The employer argued that the JCC was not correct to appoint an expert medical advisor in the first place and even if they were, whether the opinion offered by the expert medical advisor was proper. The employer states that the JCC erred in appointing the expert medical advisor as there was no initial disagreement in the opinions of the health care providers. Additionally, they contended that the JCC failed to address the employer’s objections to the expert medical advisor’s opinion. Finally, they object to the manner in which the expert medical advisor performed his assessment.

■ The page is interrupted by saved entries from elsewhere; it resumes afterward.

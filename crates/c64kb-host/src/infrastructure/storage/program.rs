//! File-system [`ProgramLoader`].
//!
//! A program image is a `.prg` file read verbatim: two little-endian load
//! address bytes followed by the body.

use std::io::ErrorKind;
use std::path::{Path, PathBuf};

use tracing::debug;

use crate::application::send_program::{ProgramLoadError, ProgramLoader};

/// Reads program images from disk.
#[derive(Debug, Clone, Default)]
pub struct FsProgramLoader {
    base_dir: Option<PathBuf>,
}

impl FsProgramLoader {
    /// Relative names resolve against `base_dir`, or against the working
    /// directory when it is `None`.
    pub fn new(base_dir: Option<PathBuf>) -> Self {
        Self { base_dir }
    }

    /// Where the file for an already-sanitised `name` is looked up.
    pub fn resolve(&self, name: &str) -> PathBuf {
        let path = Path::new(name);
        match &self.base_dir {
            Some(base) if path.is_relative() => base.join(path),
            _ => path.to_path_buf(),
        }
    }
}

/// Removes control characters and surrounding whitespace from a typed name.
pub fn sanitize_file_name(raw: &str) -> String {
    let visible: String = raw.chars().filter(|c| !c.is_control()).collect();
    visible.trim().to_string()
}

impl ProgramLoader for FsProgramLoader {
    fn load(&self, name: &str) -> Result<Vec<u8>, ProgramLoadError> {
        let name = sanitize_file_name(name);
        if name.is_empty() {
            return Err(ProgramLoadError::EmptyName);
        }

        let path = self.resolve(&name);
        debug!("loading program from {}", path.display());
        std::fs::read(&path).map_err(|source| match source.kind() {
            ErrorKind::NotFound => ProgramLoadError::NotFound { path },
            _ => ProgramLoadError::Io { path, source },
        })
    }
}

#[cfg(test)]
mod tests {
    use super::*;
    use uuid::Uuid;

    fn temp_dir() -> PathBuf {
        let dir = std::env::temp_dir().join(format!("c64kb_prg_{}", Uuid::new_v4()));
        std::fs::create_dir_all(&dir).unwrap();
        dir
    }

    #[test]
    fn test_sanitize_strips_controls_and_whitespace() {
        assert_eq!(sanitize_file_name("  game.prg\t\r\n"), "game.prg");
        assert_eq!(sanitize_file_name("ga\u{1b}me.prg"), "game.prg");
        assert_eq!(sanitize_file_name("my game.prg"), "my game.prg");
    }

    #[test]
    fn test_load_reads_file_relative_to_base_dir() {
        // Arrange
        let dir = temp_dir();
        std::fs::write(dir.join("hello.prg"), [0x01, 0x08, 0xAA]).unwrap();
        let loader = FsProgramLoader::new(Some(dir.clone()));

        // Act
        let image = loader.load(" hello.prg ").unwrap();

        // Assert
        assert_eq!(image, vec![0x01, 0x08, 0xAA]);

        // Cleanup
        std::fs::remove_dir_all(&dir).ok();
    }

    #[test]
    fn test_load_absolute_path_ignores_base_dir() {
        let dir = temp_dir();
        let file = dir.join("abs.prg");
        std::fs::write(&file, [0x00, 0xC0, 0x60]).unwrap();
        let loader = FsProgramLoader::new(Some(PathBuf::from("/nonexistent")));

        let image = loader.load(file.to_str().unwrap()).unwrap();

        assert_eq!(image, vec![0x00, 0xC0, 0x60]);
        std::fs::remove_dir_all(&dir).ok();
    }

    #[test]
    fn test_load_missing_file_reports_not_found_with_path() {
        // Arrange
        let dir = temp_dir();
        let loader = FsProgramLoader::new(Some(dir.clone()));

        // Act
        let result = loader.load("missing.prg");

        // Assert
        match result {
            Err(ProgramLoadError::NotFound { path }) => assert_eq!(path, dir.join("missing.prg")),
            other => panic!("expected NotFound, got {other:?}"),
        }
        std::fs::remove_dir_all(&dir).ok();
    }

    #[test]
    fn test_load_blank_name_is_rejected() {
        let loader = FsProgramLoader::default();

        assert!(matches!(loader.load(" \r\n"), Err(ProgramLoadError::EmptyName)));
    }
}
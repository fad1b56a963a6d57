//! Operator mode state for the key bridge.
//!
//! Three independent settings decide how a key press is interpreted:
//!
//! - **Host command mode** (toggled by F12): F1–F7 stop acting as C64 function
//!   keys and instead issue management commands to the peripheral.
//! - **Keyboard joystick** (cycled by F5): the cursor keys and Ctrl emulate
//!   a joystick in port 1 or port 2 instead of typing CRSR/Commodore.
//! - **Real joystick** (cycled by F9): tracked for display only; the
//!   peripheral owns the actual setting.
//!
//! The state is a plain value owned by whoever processes key events.  Nothing
//! here is shared or persisted, and it always starts with everything off.

use std::fmt;

/// Keyboard-joystick emulation level, cycled Off → Mapping1 → Mapping2 → Off.
#[derive(Debug, Clone, Copy, PartialEq, Eq, Hash, Default)]
pub enum KeyboardJoystick {
    /// Cursor keys type CRSR, Ctrl is the Commodore key.
    #[default]
    Off,
    /// Cursor keys and Ctrl drive the first joystick mapping.
    Mapping1,
    /// Cursor keys and Ctrl drive the second joystick mapping.
    Mapping2,
}

impl KeyboardJoystick {
    /// Returns the level that follows this one in the cycle.
    pub fn next(self) -> Self {
        match self {
            KeyboardJoystick::Off => KeyboardJoystick::Mapping1,
            KeyboardJoystick::Mapping1 => KeyboardJoystick::Mapping2,
            KeyboardJoystick::Mapping2 => KeyboardJoystick::Off,
        }
    }

    /// Numeric level as shown to the operator (0, 1, 2).
    pub fn level(self) -> u8 {
        self as u8
    }
}

/// Physical joystick mode, cycled Off → Mode1 → Mode2 → Off.
#[derive(Debug, Clone, Copy, PartialEq, Eq, Hash, Default)]
pub enum RealJoystick {
    #[default]
    Off,
    Mode1,
    Mode2,
}

impl RealJoystick {
    /// Returns the mode that follows this one in the cycle.
    pub fn next(self) -> Self {
        match self {
            RealJoystick::Off => RealJoystick::Mode1,
            RealJoystick::Mode1 => RealJoystick::Mode2,
            RealJoystick::Mode2 => RealJoystick::Off,
        }
    }

    /// Numeric level as shown to the operator (0, 1, 2).
    pub fn level(self) -> u8 {
        self as u8
    }
}

/// The combined operator mode.
///
/// Fields are private so the only way to change them is through the three
/// transition methods, each of which corresponds to one toggle key.
///
/// # Examples
///
/// ```rust
/// use c64kb_core::domain::mode::{KeyboardJoystick, ModeState};
///
/// let mut mode = ModeState::new();
/// assert!(!mode.host_command_mode());
///
/// assert_eq!(mode.cycle_keyboard_joystick(), KeyboardJoystick::Mapping1);
/// assert_eq!(mode.keyboard_joystick(), KeyboardJoystick::Mapping1);
/// ```
#[derive(Debug, Clone, Copy, PartialEq, Eq, Default)]
pub struct ModeState {
    host_command_mode: bool,
    keyboard_joystick: KeyboardJoystick,
    real_joystick: RealJoystick,
}

impl ModeState {
    /// Creates the initial state: host command mode off, both joysticks off.
    pub fn new() -> Self {
        Self::default()
    }

    pub fn host_command_mode(&self) -> bool {
        self.host_command_mode
    }

    pub fn keyboard_joystick(&self) -> KeyboardJoystick {
        self.keyboard_joystick
    }

    pub fn real_joystick(&self) -> RealJoystick {
        self.real_joystick
    }

    /// Flips host command mode and returns the new value.
    pub fn toggle_host_command_mode(&mut self) -> bool {
        self.host_command_mode = !self.host_command_mode;
        self.host_command_mode
    }

    /// Advances the keyboard-joystick level and returns the new level.
    pub fn cycle_keyboard_joystick(&mut self) -> KeyboardJoystick {
        self.keyboard_joystick = self.keyboard_joystick.next();
        self.keyboard_joystick
    }

    /// Advances the real-joystick mode and returns the new mode.
    pub fn cycle_real_joystick(&mut self) -> RealJoystick {
        self.real_joystick = self.real_joystick.next();
        self.real_joystick
    }
}

impl fmt::Display for ModeState {
    fn fmt(&self, f: &mut fmt::Formatter<'_>) -> fmt::Result {
        write!(
            f,
            "hostmode = {}, kbjoystick = {}, joystick = {}",
            self.host_command_mode,
            self.keyboard_joystick.level(),
            self.real_joystick.level()
        )
    }
}
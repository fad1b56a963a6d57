//! Translation of host key presses into C64 peripheral commands.
//!
//! The mapping is data: per-key tables in [`matrix`] plus a fixed resolution
//! order in [`resolve`].  The same key and the same [`ModeState`] always
//! resolve to the same action.

pub mod host_key;
pub mod matrix;

pub use host_key::HostKey;
pub use matrix::MatrixCode;

use crate::domain::mode::{KeyboardJoystick, ModeState};
use crate::protocol::command::{Command, Direction, HostOpcode, JoystickMapping, JoystickSignal};

/// What a key press asks the dispatcher to do.
#[derive(Debug, Clone, PartialEq, Eq)]
pub enum KeyAction {
    /// Encode and send this command, nothing else.
    Send(Command),
    /// Flip host command mode.  Sends nothing.
    ToggleHostMode,
    /// Send [`HostOpcode::SetKeyboardJoystickMode`] and advance the level.
    CycleKeyboardJoystick,
    /// Send [`HostOpcode::SetJoystickMode`] and advance the mode.
    CycleRealJoystick,
    /// Ask the operator for an address and a byte count, then dump memory.
    PromptShowMemory,
    /// Ask the operator for a file name, then upload the program.
    PromptSendProgram,
}

impl KeyAction {
    fn send(command: Command) -> Option<Self> {
        Some(KeyAction::Send(command))
    }
}

/// Resolves a key press under the given mode.
///
/// Rules are tried in order and the first match wins:
///
/// 1. Editing keys (Backspace, Insert, Enter).
/// 2. F1–F8 as C64 function keys, unless host command mode is on.
/// 3. Cursor keys and Ctrl, as CRSR/Commodore or as joystick signals.
/// 4. Home, End, Space, Escape.
/// 5. Mode keys: F12, F5, F9.
/// 6. Host commands on F1–F4, F6, F7 while host command mode is on.
/// 7. Printable characters from [`matrix::CHAR_TABLE`], in every mode.
///
/// Returns `None` for keys with no mapping; callers ignore those.
///
/// Because rule 2 claims F5 whenever host command mode is off, the keyboard
/// joystick can only be cycled from host command mode.
///
/// # Examples
///
/// ```rust
/// use c64kb_core::domain::mode::ModeState;
/// use c64kb_core::keymap::{resolve, HostKey, KeyAction, MatrixCode};
/// use c64kb_core::protocol::Command;
///
/// let mode = ModeState::new();
/// assert_eq!(
///     resolve(HostKey::Char('a'), &mode),
///     Some(KeyAction::Send(Command::Matrix(MatrixCode::plain(0xFD, 0xFB))))
/// );
/// assert_eq!(resolve(HostKey::F11, &mode), None);
/// ```
pub fn resolve(key: HostKey, mode: &ModeState) -> Option<KeyAction> {
    if matches!(key, HostKey::Backspace | HostKey::Insert | HostKey::Enter) {
        return matrix::fixed_key(key).map(Command::Matrix).and_then(KeyAction::send);
    }

    if !mode.host_command_mode() {
        if let Some(code) = matrix::function_key(key) {
            return KeyAction::send(Command::Matrix(code));
        }
    }

    if let Some(direction) = direction_of(key) {
        return KeyAction::send(directional(direction, mode.keyboard_joystick()));
    }

    if let Some(code) = matrix::fixed_key(key) {
        return KeyAction::send(Command::Matrix(code));
    }

    match key {
        HostKey::F12 => return Some(KeyAction::ToggleHostMode),
        HostKey::F5 => return Some(KeyAction::CycleKeyboardJoystick),
        HostKey::F9 => return Some(KeyAction::CycleRealJoystick),
        _ => {}
    }

    if mode.host_command_mode() {
        let action = match key {
            HostKey::F1 => Some(KeyAction::Send(Command::Control(HostOpcode::ShowRegisters))),
            HostKey::F2 => Some(KeyAction::Send(Command::Control(HostOpcode::Load))),
            HostKey::F3 => Some(KeyAction::PromptShowMemory),
            HostKey::F4 => Some(KeyAction::PromptSendProgram),
            HostKey::F6 => Some(KeyAction::Send(Command::Control(HostOpcode::Reset))),
            HostKey::F7 => Some(KeyAction::Send(Command::Control(HostOpcode::ToggleDrawMode))),
            _ => None,
        };
        if action.is_some() {
            return action;
        }
    }

    match key {
        HostKey::Char(c) => matrix::char_code(c).map(Command::Matrix).map(KeyAction::Send),
        _ => None,
    }
}

/// Cursor keys and Ctrl double as joystick directions and fire.
fn direction_of(key: HostKey) -> Option<Direction> {
    match key {
        HostKey::Up => Some(Direction::Up),
        HostKey::Down => Some(Direction::Down),
        HostKey::Left => Some(Direction::Left),
        HostKey::Right => Some(Direction::Right),
        HostKey::Ctrl => Some(Direction::Fire),
        _ => None,
    }
}

fn directional(direction: Direction, level: KeyboardJoystick) -> Command {
    let mapping = match level {
        KeyboardJoystick::Off => {
            let code = match direction {
                Direction::Up => matrix::CURSOR_UP,
                Direction::Down => matrix::CURSOR_DOWN,
                Direction::Left => matrix::CURSOR_LEFT,
                Direction::Right => matrix::CURSOR_RIGHT,
                Direction::Fire => matrix::COMMODORE,
            };
            return Command::Matrix(code);
        }
        KeyboardJoystick::Mapping1 => JoystickMapping::First,
        KeyboardJoystick::Mapping2 => JoystickMapping::Second,
    };
    Command::Joystick(JoystickSignal::new(direction, mapping))
}
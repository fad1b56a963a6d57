//! Command types sent to the C64 peripheral.
//!
//! Every exchange with the peripheral is one short frame written to a single
//! GATT characteristic.  There is no header, no length prefix and no version
//! byte; the peripheral tells frames apart by their first three bytes:
//!
//! ```text
//! [col][row][00|01]        keyboard matrix press (shift flag in byte 2)
//! [mask][01][20|40]        keyboard-joystick signal
//! [op][00][80] ...         host control command, optional parameters follow
//! [FF]                     end of a program transfer
//! ```

use std::fmt;

use crate::keymap::matrix::MatrixCode;

// ── Protocol constants ────────────────────────────────────────────────────────

/// Bytes 1 and 2 of every control frame.
pub const CONTROL_MARKER: [u8; 2] = [0x00, 0x80];

/// Largest payload carried by one transfer chunk.
///
/// Leaves room for the 3-byte chunk prefix and the 3-byte header in the
/// peripheral's receive buffer.
pub const MAX_CHUNK_PAYLOAD: usize = 248;

/// Largest byte count a memory dump request may ask for.
pub const MAX_DUMP_LENGTH: u8 = 250;

/// Single-byte frame that ends a program transfer.
pub const FINALIZE_BYTE: u8 = 0xFF;

/// Byte 1 of every keyboard-joystick frame.
pub const JOYSTICK_MARKER: u8 = 0x01;

// ── Host control opcodes ──────────────────────────────────────────────────────

/// Opcodes understood by the peripheral's host command handler.
#[derive(Debug, Clone, Copy, PartialEq, Eq, Hash)]
#[repr(u8)]
pub enum HostOpcode {
    SetJoystickMode = 0x01,
    SetKeyboardJoystickMode = 0x02,
    /// Load a program from the peripheral's SD card.
    Load = 0x0B,
    /// Header of the first program transfer chunk.
    ReceiveData = 0x0C,
    /// Print CPU and chip registers on the peripheral's console.
    ShowRegisters = 0x0D,
    ShowMemory = 0x0E,
    Reset = 0x14,
    /// Switch between line-by-line and interlaced VIC drawing.
    ToggleDrawMode = 0x15,
}

impl HostOpcode {
    /// Returns the human-readable name used in logs.
    pub fn name(self) -> &'static str {
        match self {
            HostOpcode::SetJoystickMode => "set joystick mode",
            HostOpcode::SetKeyboardJoystickMode => "set keyboard joystick mode",
            HostOpcode::Load => "load from storage",
            HostOpcode::ReceiveData => "receive data",
            HostOpcode::ShowRegisters => "show registers",
            HostOpcode::ShowMemory => "show memory",
            HostOpcode::Reset => "reset",
            HostOpcode::ToggleDrawMode => "toggle draw mode",
        }
    }
}

impl TryFrom<u8> for HostOpcode {
    type Error = ();

    fn try_from(value: u8) -> Result<Self, ()> {
        match value {
            0x01 => Ok(HostOpcode::SetJoystickMode),
            0x02 => Ok(HostOpcode::SetKeyboardJoystickMode),
            0x0B => Ok(HostOpcode::Load),
            0x0C => Ok(HostOpcode::ReceiveData),
            0x0D => Ok(HostOpcode::ShowRegisters),
            0x0E => Ok(HostOpcode::ShowMemory),
            0x14 => Ok(HostOpcode::Reset),
            0x15 => Ok(HostOpcode::ToggleDrawMode),
            _ => Err(()),
        }
    }
}

impl fmt::Display for HostOpcode {
    fn fmt(&self, f: &mut fmt::Formatter<'_>) -> fmt::Result {
        f.write_str(self.name())
    }
}

// ── Keyboard joystick ─────────────────────────────────────────────────────────

/// Which joystick mapping a keyboard-joystick frame targets.
#[derive(Debug, Clone, Copy, PartialEq, Eq, Hash)]
pub enum JoystickMapping {
    First,
    Second,
}

impl JoystickMapping {
    /// Byte 2 of the frame.
    pub fn selector(self) -> u8 {
        match self {
            JoystickMapping::First => 0x20,
            JoystickMapping::Second => 0x40,
        }
    }

    /// Bits that are always set in the direction mask for this mapping.
    ///
    /// The second mapping clears bit 7, so its masks read `0x7E`, `0x6F` and
    /// so on instead of `0xFE`, `0xEF`.
    fn base_mask(self) -> u8 {
        match self {
            JoystickMapping::First => 0xFF,
            JoystickMapping::Second => 0x7F,
        }
    }
}

/// A joystick direction or the fire button.
#[derive(Debug, Clone, Copy, PartialEq, Eq, Hash)]
pub enum Direction {
    Up,
    Down,
    Left,
    Right,
    Fire,
}

impl Direction {
    /// Active-low bit position in the CIA joystick register.
    fn bit(self) -> u8 {
        match self {
            Direction::Up => 0,
            Direction::Down => 1,
            Direction::Left => 2,
            Direction::Right => 3,
            Direction::Fire => 4,
        }
    }
}

/// One keyboard-joystick frame: a direction mask plus the mapping selector.
#[derive(Debug, Clone, Copy, PartialEq, Eq, Hash)]
pub struct JoystickSignal {
    pub mask: u8,
    pub mapping: JoystickMapping,
}

impl JoystickSignal {
    /// Builds the signal for pressing `direction` under `mapping`.
    pub fn new(direction: Direction, mapping: JoystickMapping) -> Self {
        Self {
            mask: mapping.base_mask() & !(1 << direction.bit()),
            mapping,
        }
    }
}

// ── Command ───────────────────────────────────────────────────────────────────

/// An abstract command, ready to be encoded by [`crate::protocol::codec::encode`].
///
/// Commands are produced per key press (or per transfer step), encoded once,
/// and dropped.
#[derive(Debug, Clone, PartialEq, Eq)]
pub enum Command {
    /// Press one key on the C64 keyboard matrix.
    Matrix(MatrixCode),
    /// Keyboard-joystick movement or fire.
    Joystick(JoystickSignal),
    /// Parameterless host control command.
    Control(HostOpcode),
    /// Ask the peripheral to print `length` bytes starting at `address`.
    ShowMemory { address: u16, length: u8 },
    /// One segment of a program upload.
    ///
    /// `with_header` is set on the first chunk of a transfer only.
    TransferChunk {
        with_header: bool,
        address: u16,
        payload: Vec<u8>,
    },
    /// Ends a program upload.
    Finalize,
}

impl Command {
    /// Builds a memory dump request, clamping `length` to [`MAX_DUMP_LENGTH`].
    pub fn show_memory(address: u16, length: u32) -> Self {
        let length = length.min(u32::from(MAX_DUMP_LENGTH)) as u8;
        Command::ShowMemory { address, length }
    }
}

Regarding the first argument put forth by the employer, the appeals court opinion states that it is within the JCC’s powers to determine if there was a conflict in the medical evidence presented. If such conflicts exist, the JCC must appoint an expert medical advisor, and the appeals court has held so under similar circumstances. In response to the second claim, the appeals court opinion points out that the employer made no attempt to depose the expert medical advisor, nor file any motions to support this claim against the advisor. Finally, the appeals court finds on the last claim that there was no basis for the JCC to reject the advisor’s presumptively correct opinion based on the arguments put forth by the employer. Subsequently, the appeals court affirmed the lower court decision.